Dark infrastructure refers to interconnected networks of natural, semi-natural and urbanized spaces, characterized by low levels of artificial light at night (ALAN), that create ecological continuities in order to provide benefits such as ecological restoration, wildlife conservation, and human health. Dark infrastructure aims to recognize the need for natural periods of darkness for life on Earth.

In practice, different levels of administrative agencies assess, upgrade and monitor existing areas where the environment remains sufficiently undisturbed light-wise for biodiversity to prosper. Modeled on and complementary to ecological infrastructure networks, dark infrastructure most often consists of cores of darkness connected through corridors. They are expected to sustain human and wildlife health as well as maintain ecosystem services in urban areas.

Some cities and regions (e.g. Trame noire, Eurométropole Metz) in France, Switzerland (e.g. Trame noire and Plan Lumière, Geneva) and the United States have adopted this approach. Some cities in Normandie have since rescinded their plan.

Several western countries have seen the emergence of dark-sky movements, which focus on the human benefits of experiencing starry night skies.

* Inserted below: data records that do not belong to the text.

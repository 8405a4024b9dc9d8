//! External storage access
//!
//! [`SdCard`] guards every volume-relative operation behind the mount check and
//! resolves paths against the volume root afresh on each call.

pub mod capacity;
pub mod filesystem;
pub mod operations;
pub mod results;
pub mod validation;

use std::path::PathBuf;

use crate::config::{DEFAULT_TRANSFER_BUFFER_SIZE, StorageConfig};
use crate::error::{StorageError, StorageResult};
use crate::platform::{DirectoryVolume, FsStats, StatVfs, Volume};

pub use filesystem::ensure_directory;
pub use operations::{read_file, save_bitmap_file, save_bitmap_to_sd};
pub use results::{ImageWrite, SpaceReport};
pub use validation::{join_relative, resolve_within};

/// Helpers over one external storage volume.
pub struct SdCard {
    volume: Box<dyn Volume>,
    stats: Box<dyn FsStats>,
    transfer_buffer_size: usize,
    enforce_containment: bool,
}

impl SdCard {
    /// Build a card over `volume`, reading capacity through `stats`
    pub fn new(volume: impl Volume + 'static, stats: impl FsStats + 'static) -> Self {
        Self {
            volume: Box::new(volume),
            stats: Box::new(stats),
            transfer_buffer_size: DEFAULT_TRANSFER_BUFFER_SIZE,
            enforce_containment: true,
        }
    }

    /// A directory-backed volume at `config.root` with `statvfs` statistics
    pub fn from_config(config: &StorageConfig) -> Self {
        Self::new(DirectoryVolume::new(config.root_path()), StatVfs)
            .with_transfer_buffer_size(config.transfer_buffer_size)
            .with_containment(config.enforce_containment)
    }

    /// Chunk size for reads; zero is raised to one byte
    pub fn with_transfer_buffer_size(mut self, size: usize) -> Self {
        self.transfer_buffer_size = size.max(1);
        self
    }

    /// Toggle rejection of relative paths that climb out of their base
    pub fn with_containment(mut self, enforce: bool) -> Self {
        self.enforce_containment = enforce;
        self
    }

    fn mounted_root(&self) -> StorageResult<PathBuf> {
        if self.volume.state().is_mounted() {
            Ok(self.volume.root())
        } else {
            Err(StorageError::Unmounted)
        }
    }
}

The rationale is that since the Industrial Revolution, the intensity and area of artificially lit outdoor spaces has increased dramatically worldwide, disrupting natural cycles and circadian rhythms of humans and animals alike. The effects of ALAN on wildlife, human health, ecosystem services and biodiversity are widespread and severe. Through the Avoiding Barrier effect for terrestrial mammals and amphibians and the Sink/Crash barrier effect for insects and possibly birds, ALAN can further amplify habitat loss and fragmentation for many organisms.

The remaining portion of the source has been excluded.